To this extent, the most relevant spokespeople for a better understanding of bee culture are beekeepers, recognized as “privileged ecological interlocutors,” as a beekeeper whom I interviewed defined himself. Beekeepers can be of much help to anthropologists not only in terms of bee caring and beekeeping but also regarding how we should look at bees and from what angle, how a set of skills and know-how that beekeepers hold can cope with rapid environmental change. Beekeepers not only are ecological interlocutors but also necessarily have to become multispecies specialists.

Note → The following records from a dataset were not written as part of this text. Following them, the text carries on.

//! Typed request/reply channels between isolation contexts.
//!
//! Frames are serialized to JSON text before they are sent, so nothing but
//! owned strings ever crosses a boundary. Replies are matched back to callers
//! through a [`PendingTable`]; replies nobody waits for are dropped.

use crate::error::{DetectorError, Result};
use crate::models::message_types::{Envelope, Reply};
use serde::de::DeserializeOwned;
use serde::{Deserialize, Serialize};
use std::collections::HashMap;
use std::future::Future;
use std::marker::PhantomData;
use std::sync::{Arc, Mutex};
use std::time::Duration;
use tokio::sync::{mpsc, oneshot};
use tokio::task::JoinHandle;
use uuid::Uuid;

pub type Frame = String;

/// Correlation table from request id to the waiter for its reply.
pub struct PendingTable<T> {
    entries: Mutex<HashMap<Uuid, oneshot::Sender<T>>>,
}

impl<T> Default for PendingTable<T> {
    fn default() -> Self {
        Self {
            entries: Mutex::new(HashMap::new()),
        }
    }
}

impl<T> PendingTable<T> {
    pub fn new() -> Self {
        Self::default()
    }

    /// Registers `id` and returns the receiver its reply will arrive on.
    /// Registering an id twice replaces the earlier waiter.
    pub fn register(&self, id: Uuid) -> oneshot::Receiver<T> {
        let (tx, rx) = oneshot::channel();
        self.lock().insert(id, tx);
        rx
    }

    /// Hands `value` to the waiter for `id`. Returns false, dropping the value,
    /// when nothing is registered under `id` or the waiter has gone away.
    pub fn resolve(&self, id: &Uuid, value: T) -> bool {
        let waiter = self.lock().remove(id);
        match waiter {
            Some(tx) => tx.send(value).is_ok(),
            None => false,
        }
    }

    pub fn forget(&self, id: &Uuid) -> bool {
        self.lock().remove(id).is_some()
    }

    pub fn len(&self) -> usize {
        self.lock().len()
    }

    pub fn is_empty(&self) -> bool {
        self.lock().is_empty()
    }

    pub fn clear(&self) {
        self.lock().clear();
    }

    fn lock(&self) -> std::sync::MutexGuard<'_, HashMap<Uuid, oneshot::Sender<T>>> {
        // A poisoned map is still structurally valid.
        self.entries.lock().unwrap_or_else(|e| e.into_inner())
    }
}

/// Caller half of a boundary: sends `Req` frames, awaits `Reply<Resp>` frames.
pub struct Channel<Req, Resp> {
    kind: &'static str,
    outbound: mpsc::UnboundedSender<Frame>,
    pending: Arc<PendingTable<Reply<Resp>>>,
    timeout: Option<Duration>,
    pump: JoinHandle<()>,
    _req: PhantomData<fn(Req)>,
}

impl<Req, Resp> Channel<Req, Resp>
where
    Req: Serialize,
    Resp: DeserializeOwned + Send + 'static,
{
    /// Wires a channel onto an existing frame pair and starts its reply pump.
    pub fn connect(
        kind: &'static str,
        outbound: mpsc::UnboundedSender<Frame>,
        mut inbound: mpsc::UnboundedReceiver<Frame>,
        timeout: Option<Duration>,
    ) -> Self {
        let pending: Arc<PendingTable<Reply<Resp>>> = Arc::new(PendingTable::new());
        let table = pending.clone();

        let pump = tokio::spawn(async move {
            while let Some(frame) = inbound.recv().await {
                let envelope: Envelope<Reply<Resp>> = match serde_json::from_str(&frame) {
                    Ok(envelope) => envelope,
                    Err(e) => match frame_id(&frame) {
                        // The waiter still gets an answer, just not the one it asked for.
                        Some(id) => {
                            tracing::warn!(kind, request_id = %id, error = %e, "malformed reply frame");
                            Envelope {
                                id,
                                body: Reply::err(DetectorError::protocol(format!(
                                    "Malformed {} reply: {}",
                                    kind, e
                                ))),
                            }
                        }
                        None => {
                            tracing::warn!(kind, error = %e, "dropping unparseable reply frame");
                            continue;
                        }
                    },
                };
                if !table.resolve(&envelope.id, envelope.body) {
                    tracing::debug!(kind, request_id = %envelope.id, "discarding stale reply");
                }
            }
            tracing::debug!(kind, "reply stream closed");
        });

        Self {
            kind,
            outbound,
            pending,
            timeout,
            pump,
            _req: PhantomData,
        }
    }

    pub async fn call(&self, request: Req) -> Result<Resp> {
        self.call_with_id(Uuid::new_v4(), request).await
    }

    /// Sends `request` under a caller-chosen correlation id.
    pub async fn call_with_id(&self, id: Uuid, request: Req) -> Result<Resp> {
        let frame = serde_json::to_string(&Envelope { id, body: request }).map_err(|e| {
            DetectorError::ChannelClosed {
                message: format!("Failed to serialize {} request: {}", self.kind, e),
            }
        })?;

        let reply = self.pending.register(id);
        if self.outbound.send(frame).is_err() {
            self.pending.forget(&id);
            return Err(self.closed("peer context is gone"));
        }

        let reply = match self.timeout {
            Some(limit) => match tokio::time::timeout(limit, reply).await {
                Ok(reply) => reply,
                Err(_) => {
                    self.pending.forget(&id);
                    return Err(DetectorError::BoundaryTimeout {
                        channel: self.kind.to_string(),
                        seconds: limit.as_secs(),
                    });
                }
            },
            None => reply.await,
        };

        reply
            .map_err(|_| self.closed("request was retired before a reply arrived"))?
            .into_result()
    }

    /// Number of calls still waiting for a reply.
    pub fn in_flight(&self) -> usize {
        self.pending.len()
    }

    /// Retires every outstanding call; their callers fail with `ChannelClosed`
    /// and any late reply is discarded.
    pub fn retire_all(&self) {
        self.pending.clear();
    }

    fn closed(&self, why: &str) -> DetectorError {
        DetectorError::ChannelClosed {
            message: format!("{}: {}", self.kind, why),
        }
    }
}

impl<Req, Resp> Drop for Channel<Req, Resp> {
    fn drop(&mut self) {
        self.pump.abort();
    }
}

/// Server half of a boundary. Each request is handled on its own task so a
/// slow request never holds up the others.
pub fn serve<Req, Resp, H, Fut>(
    kind: &'static str,
    mut inbound: mpsc::UnboundedReceiver<Frame>,
    outbound: mpsc::UnboundedSender<Frame>,
    handler: H,
) -> JoinHandle<()>
where
    Req: DeserializeOwned + Send + 'static,
    Resp: Serialize + Send + 'static,
    H: Fn(Req) -> Fut + Send + Sync + 'static,
    Fut: Future<Output = Result<Resp>> + Send + 'static,
{
    let handler = Arc::new(handler);
    tokio::spawn(async move {
        while let Some(frame) = inbound.recv().await {
            let envelope: Envelope<Req> = match serde_json::from_str(&frame) {
                Ok(envelope) => envelope,
                Err(e) => {
                    match frame_id(&frame) {
                        Some(id) => {
                            tracing::warn!(kind, request_id = %id, error = %e, "rejecting malformed request frame");
                            let reply = Reply::<Resp>::err(DetectorError::protocol(format!(
                                "Malformed {} request: {}",
                                kind, e
                            )));
                            send_reply(kind, &outbound, id, reply);
                        }
                        None => tracing::warn!(kind, error = %e, "dropping unparseable request frame"),
                    }
                    continue;
                }
            };

            let handler = handler.clone();
            let outbound = outbound.clone();
            tokio::spawn(async move {
                let id = envelope.id;
                let reply: Reply<Resp> = handler(envelope.body).await.into();
                send_reply(kind, &outbound, id, reply);
            });
        }
        tracing::debug!(kind, "request stream closed");
    })
}

/// Writes a reply frame. A reply that cannot be encoded is replaced by an
/// error reply so the caller is never left waiting.
fn send_reply<Resp: Serialize>(
    kind: &'static str,
    outbound: &mpsc::UnboundedSender<Frame>,
    id: Uuid,
    reply: Reply<Resp>,
) {
    let frame = serde_json::to_string(&Envelope { id, body: reply }).or_else(|e| {
        tracing::error!(kind, request_id = %id, error = %e, "failed to serialize reply");
        let fallback = Reply::<Resp>::err(DetectorError::protocol(format!("Unencodable {} reply: {}", kind, e)));
        serde_json::to_string(&Envelope { id, body: fallback })
    });
    match frame {
        Ok(frame) => {
            if outbound.send(frame).is_err() {
                tracing::debug!(kind, request_id = %id, "caller gone, reply dropped");
            }
        }
        Err(e) => tracing::error!(kind, request_id = %id, error = %e, "reply lost"),
    }
}

#[derive(Deserialize)]
struct FrameId {
    id: Uuid,
}

/// Pulls the correlation id out of a frame whose body did not parse.
fn frame_id(frame: &str) -> Option<Uuid> {
    serde_json::from_str::<FrameId>(frame).ok().map(|f| f.id)
}

/// Opens a boundary: spawns the serving side and returns the caller side.
pub fn open<Req, Resp, H, Fut>(
    kind: &'static str,
    timeout: Option<Duration>,
    handler: H,
) -> (Channel<Req, Resp>, JoinHandle<()>)
where
    Req: Serialize + DeserializeOwned + Send + 'static,
    Resp: Serialize + DeserializeOwned + Send + 'static,
    H: Fn(Req) -> Fut + Send + Sync + 'static,
    Fut: Future<Output = Result<Resp>> + Send + 'static,
{
    let (request_tx, request_rx) = mpsc::unbounded_channel();
    let (reply_tx, reply_rx) = mpsc::unbounded_channel();
    let server = serve(kind, request_rx, reply_tx, handler);
    (Channel::connect(kind, request_tx, reply_rx, timeout), server)
}

#[cfg(test)]
mod tests {
    use super::*;

    #[derive(Debug, Serialize, Deserialize)]
    #[serde(tag = "type", rename = "ECHO")]
    struct Echo {
        text: String,
    }

    #[test]
    fn pending_table_drops_unmatched_values() {
        let table: PendingTable<u32> = PendingTable::new();
        let id = Uuid::new_v4();
        let mut rx = table.register(id);
        assert_eq!(table.len(), 1);

        assert!(!table.resolve(&Uuid::new_v4(), 7));
        assert!(table.resolve(&id, 42));
        assert_eq!(rx.try_recv().unwrap(), 42);
        assert!(table.is_empty());

        // Second reply for the same id has nobody to go to.
        assert!(!table.resolve(&id, 43));
    }

    #[tokio::test]
    async fn call_round_trips_through_json_frames() {
        let (channel, _server) = open("ECHO", None, |req: Echo| async move {
            Ok::<_, DetectorError>(req.text.to_uppercase())
        });

        let reply: String = channel.call(Echo { text: "hi".into() }).await.unwrap();
        assert_eq!(reply, "HI");
        assert_eq!(channel.in_flight(), 0);
    }

    #[tokio::test]
    async fn handler_errors_are_re_raised_for_the_caller() {
        let (channel, _server) = open("ECHO", None, |_: Echo| async move {
            Err::<String, _>(DetectorError::Auth {
                message: "no key".into(),
            })
        });

        let err = channel.call(Echo { text: "x".into() }).await.unwrap_err();
        assert!(matches!(err, DetectorError::Auth { .. }));
    }

    #[tokio::test]
    async fn stale_and_garbage_replies_are_ignored() {
        let (request_tx, mut request_rx) = mpsc::unbounded_channel::<Frame>();
        let (reply_tx, reply_rx) = mpsc::unbounded_channel::<Frame>();
        let channel: Channel<Echo, String> = Channel::connect("ECHO", request_tx, reply_rx, None);

        let id = Uuid::new_v4();
        let call = tokio::spawn(async move { channel.call_with_id(id, Echo { text: "a".into() }).await });

        let sent = request_rx.recv().await.unwrap();
        assert!(sent.contains(&id.to_string()));

        reply_tx.send("not json".to_string()).unwrap();
        let stale = Envelope {
            id: Uuid::new_v4(),
            body: Reply::ok("stale".to_string()),
        };
        reply_tx.send(serde_json::to_string(&stale).unwrap()).unwrap();
        let real = Envelope {
            id,
            body: Reply::ok("fresh".to_string()),
        };
        reply_tx.send(serde_json::to_string(&real).unwrap()).unwrap();

        assert_eq!(call.await.unwrap().unwrap(), "fresh");
    }

    #[tokio::test]
    async fn malformed_reply_with_known_id_fails_the_call() {
        let (request_tx, mut request_rx) = mpsc::unbounded_channel::<Frame>();
        let (reply_tx, reply_rx) = mpsc::unbounded_channel::<Frame>();
        let channel: Channel<Echo, Vec<f32>> = Channel::connect("ECHO", request_tx, reply_rx, None);

        let id = Uuid::new_v4();
        let call = tokio::spawn(async move { channel.call_with_id(id, Echo { text: "a".into() }).await });
        request_rx.recv().await.unwrap();

        // What a NaN logit looks like once serde_json has written it.
        let reply = Envelope {
            id,
            body: Reply::ok(vec![f32::NAN, 1.0]),
        };
        let frame = serde_json::to_string(&reply).unwrap();
        assert!(frame.contains("null"));
        reply_tx.send(frame).unwrap();

        let err = call.await.unwrap().unwrap_err();
        assert!(matches!(err, DetectorError::RemoteProtocol { .. }));
    }

    #[tokio::test]
    async fn malformed_request_gets_an_error_reply() {
        let (request_tx, request_rx) = mpsc::unbounded_channel::<Frame>();
        let (reply_tx, mut reply_rx) = mpsc::unbounded_channel::<Frame>();
        let _server = serve("ECHO", request_rx, reply_tx, |req: Echo| async move {
            Ok::<_, DetectorError>(req.text)
        });

        let id = Uuid::new_v4();
        request_tx
            .send(format!(r#"{{"id":"{}","type":"ECHO","text":42}}"#, id))
            .unwrap();
        request_tx.send("no id at all".to_string()).unwrap();

        let frame = reply_rx.recv().await.unwrap();
        let reply: Envelope<Reply<String>> = serde_json::from_str(&frame).unwrap();
        assert_eq!(reply.id, id);
        assert!(matches!(
            reply.body.into_result(),
            Err(DetectorError::RemoteProtocol { .. })
        ));
    }

    #[tokio::test]
    async fn timeout_forgets_the_pending_entry() {
        let (request_tx, _request_rx) = mpsc::unbounded_channel::<Frame>();
        let (_reply_tx, reply_rx) = mpsc::unbounded_channel::<Frame>();
        let channel: Channel<Echo, String> =
            Channel::connect("ECHO", request_tx, reply_rx, Some(Duration::from_millis(20)));

        let err = channel.call(Echo { text: "a".into() }).await.unwrap_err();
        assert!(matches!(err, DetectorError::BoundaryTimeout { .. }));
        assert_eq!(channel.in_flight(), 0);
    }

    #[tokio::test]
    async fn retired_calls_fail_as_closed() {
        let (request_tx, mut request_rx) = mpsc::unbounded_channel::<Frame>();
        let (_reply_tx, reply_rx) = mpsc::unbounded_channel::<Frame>();
        let channel = Arc::new(Channel::<Echo, String>::connect("ECHO", request_tx, reply_rx, None));

        let caller = channel.clone();
        let call = tokio::spawn(async move { caller.call(Echo { text: "a".into() }).await });
        request_rx.recv().await.unwrap();

        channel.retire_all();
        let err = call.await.unwrap().unwrap_err();
        assert!(matches!(err, DetectorError::ChannelClosed { .. }));
    }
}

The last two issues where beekeeping is involved and which bear parallels with Alpine anthropology are, first, the question of nomadism, which in its turn recalls the practices of pasture and of herding, to such an extent that in some contexts, beekeeping is labeled as “flying herding.” 6 Finally, the last issue is connected to urban and Alpine settings, which is a common topic in Alpine anthropology. If, on the one hand, urban and Alpine dimensions have often been opposed, on the other current research stresses the importance of continuity between these two settings which have to be considered in their dialogical dimension rather than in contrast one with the other.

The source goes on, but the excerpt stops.